Preparation, characterisation and biological evaluation of new N-phenyl amidobenzenesulfonates and N-phenyl ureidobenzenesulfonates inducing DNA double-strand breaks. Part 3. Modulation of ring A
- Eur J Med Chem. 2018 Jul 15:155:681-694. doi: 10.1016/j.ejmech.2018.06.030.
- 1. CHU de Québec-Université Laval Research Center, Oncology Division, Hôpital Saint-François d'Assise, 10 Rue de l'Espinay, Quebec City, QC, G1L 3L5, Canada; Faculty of Pharmacy, Laval University, Quebec City, QC, G1V 0A6, Canada.
- 2. CHU de Québec-Université Laval Research Center, Oncology Division, Hôpital Saint-François d'Assise, 10 Rue de l'Espinay, Quebec City, QC, G1L 3L5, Canada; Faculty of Pharmacy, Laval University, Quebec City, QC, G1V 0A6, Canada. Electronic address: [email protected].
N-Phenyl ureidobenzenesulfonates (PUB-SOs) are a new class of Anticancer agents blocking the cell cycle progression in S-phase, inducing replicative stress and DNA double-strand breaks (DSBs).

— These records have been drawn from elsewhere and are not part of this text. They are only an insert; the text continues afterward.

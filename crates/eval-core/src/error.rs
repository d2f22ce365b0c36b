//! Core error types

use std::path::PathBuf;

use thiserror::Error;

#[derive(Error, Debug)]
pub enum StoreError {
    #[error("Cannot read {path}: {source}")]
    Read {
        path: PathBuf,
        source: std::io::Error,
    },

    #[error("Invalid JSON in {path}: {source}")]
    Decode {
        path: PathBuf,
        source: serde_json::Error,
    },

    #[error("Cannot write {path}: {source}")]
    Write {
        path: PathBuf,
        source: std::io::Error,
    },

    #[error("JSON encode error: {0}")]
    Encode(#[from] serde_json::Error),
}

#[derive(Error, Debug)]
pub enum DatasetError {
    #[error("Malformed CSV row: {0}")]
    MalformedRow(String),

    #[error("Puzzle {id}: invalid FEN: {reason}")]
    InvalidFen { id: String, reason: String },

    #[error("Puzzle {id}: invalid move {uci}: {reason}")]
    InvalidMove {
        id: String,
        uci: String,
        reason: String,
    },

    #[error("Puzzle {0}: no solution move")]
    MissingSolution(String),
}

In this study, we evaluate the effect of modifying the nature and the position of different substituents on ring A of PUB-SOs on the antiproliferative activity, pharmacological activity as well as on calculated physicochemical, pharmacokinetics and drug-likeness properties. Modification of the urea group by an amide group led to new PUB-SO analogs designated as N-phenyl amidobenzenesulfonates (PAB-SOs). The 2-chloroethyl moiety on ring A was also substituted by different alkyl, cycloalkyl and chloroalkyl groups. The new PAB-SOs and PUB-SOs blocking the cell cycle progression in S-phase exhibit antiproliferative activity in the submicromolar to low micromolar range (0.14-27 μM) on four human Cancer cell lines, namely HT-1080, HT-29, M21 and MCF7. Moreover, selected PUB-SO and PAB-SO derivatives induced the phosphorylation of H2AX in M21 cells and do not exhibit or only slightly alkylating activity as confirmed by the 4-(4-nitrobenzyl)pyridine (NBP) assay. Finally, our results show that structure modifications weakly affect the calculated physicochemical, pharmacokinetics and drug-likeness properties of PAB-SOs and PUB-SOs. Therefore, PAB-SOs and PUB-SOs are promising Anticancer agents inducing replicative stress and DNA damage via a mechanism of action unrelated to DNA alkylation.